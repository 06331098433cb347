//! Reading and writing build configurations as JSON.

use crate::error::ConfigError;
use crate::models::BuildConfig;
use std::fs;
use std::io;
use std::path::Path;

/// Read a build config. Fields the file leaves out take their defaults.
pub fn read_build_config(path: &Path) -> Result<BuildConfig, ConfigError> {
    ensure_json_path(path)?;

    let content = fs::read_to_string(path).map_err(|e| match e.kind() {
        io::ErrorKind::NotFound => ConfigError::FileNotFound(path.display().to_string()),
        _ => ConfigError::IoError(e),
    })?;

    Ok(serde_json::from_str(&content)?)
}

/// Write `config` as pretty JSON, creating parent directories as needed.
pub fn write_build_config(config: &BuildConfig, path: &Path) -> Result<(), ConfigError> {
    ensure_json_path(path)?;

    match path.parent() {
        Some(parent) if !parent.as_os_str().is_empty() => fs::create_dir_all(parent)?,
        _ => {}
    }
    fs::write(path, serde_json::to_string_pretty(config)?)?;
    Ok(())
}

/// Build configs are JSON only; anything else is rejected before touching disk.
pub fn ensure_json_path(path: &Path) -> Result<(), ConfigError> {
    match path.extension().and_then(|ext| ext.to_str()) {
        Some("json") => Ok(()),
        Some(other) => Err(ConfigError::ValidationFailed(format!(
            "build config {} must be a .json file, not .{}",
            path.display(),
            other
        ))),
        None => Err(ConfigError::ValidationFailed(format!(
            "build config '{}' must be a .json file",
            path.display()
        ))),
    }
}
//! Diagnostic extraction from ca65/ld65 output.
//!
//! Recognized shapes:
//!
//! ```text
//! main.s(12): Error: Unexpected trailing garbage characters
//! main.s:12: Warning: Symbol 'tmp' is defined but never used
//! ld65: Error: Missing memory area assignment for segment 'HEADER'
//! ld65: Warning: link.x(5): Segment 'STARTUP' does not exist
//! ld65: Error: link.x:5: Attribute expected
//! ```

use once_cell::sync::Lazy;
use regex::Regex;

use crate::models::{Diagnostic, Severity};

static LOCATED: Lazy<Regex> = Lazy::new(|| {
    Regex::new(
        r"^(?P<file>(?:[A-Za-z]:)?[^:()\s][^:()]*?)(?:\((?P<pline>\d+)\)|:(?P<cline>\d+)):\s*(?P<sev>Fatal error|Error|Warning|Note|Info):\s*(?P<msg>.*)$",
    )
    .expect("located diagnostic pattern")
});

static TOOL_PREFIXED: Lazy<Regex> = Lazy::new(|| {
    Regex::new(r"^(?P<tool>[A-Za-z0-9_.-]+):\s*(?P<sev>Fatal error|Error|Warning|Note|Info):\s*(?P<msg>.*)$")
        .expect("tool diagnostic pattern")
});

static NESTED_LOCATION: Lazy<Regex> = Lazy::new(|| {
    Regex::new(r"^(?P<file>(?:[A-Za-z]:)?[^:()\s][^:()]*?)(?:\((?P<pline>\d+)\)|:(?P<cline>\d+)):\s*(?P<msg>.*)$")
        .expect("nested location pattern")
});

fn severity(label: &str) -> Severity {
    match label {
        "Fatal error" | "Error" => Severity::Error,
        "Warning" => Severity::Warning,
        _ => Severity::Note,
    }
}

/// Parse one output line. Returns `None` for lines that are not diagnostics.
pub fn parse_diagnostic(line: &str) -> Option<Diagnostic> {
    let line = line.trim_end();

    if let Some(caps) = LOCATED.captures(line) {
        let line_no = caps
            .name("pline")
            .or_else(|| caps.name("cline"))
            .and_then(|m| m.as_str().parse().ok());
        return Some(Diagnostic {
            severity: severity(&caps["sev"]),
            file: Some(caps["file"].to_string()),
            line: line_no,
            message: caps["msg"].to_string(),
        });
    }

    let caps = TOOL_PREFIXED.captures(line)?;
    let severity = severity(&caps["sev"]);
    let message = &caps["msg"];

    match NESTED_LOCATION.captures(message) {
        Some(nested) => Some(Diagnostic {
            severity,
            file: Some(nested["file"].to_string()),
            line: nested
                .name("pline")
                .or_else(|| nested.name("cline"))
                .and_then(|m| m.as_str().parse().ok()),
            message: nested["msg"].to_string(),
        }),
        None => Some(Diagnostic {
            severity,
            file: None,
            line: None,
            message: message.to_string(),
        }),
    }
}

/// Collect diagnostics from a batch of output lines, in order.
pub fn collect_diagnostics<'a, I>(lines: I) -> Vec<Diagnostic>
where
    I: IntoIterator<Item = &'a String>,
{
    lines
        .into_iter()
        .filter_map(|line| parse_diagnostic(line))
        .collect()
}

================

PROBLEM
Pull out every line holding "name" from the records above, and copy it.

RESULT FOR THIS EXERCISE
            .name("pline")
            .or_else(|| caps.name("cline"))
                .name("pline")
                .or_else(|| nested.name("cline"))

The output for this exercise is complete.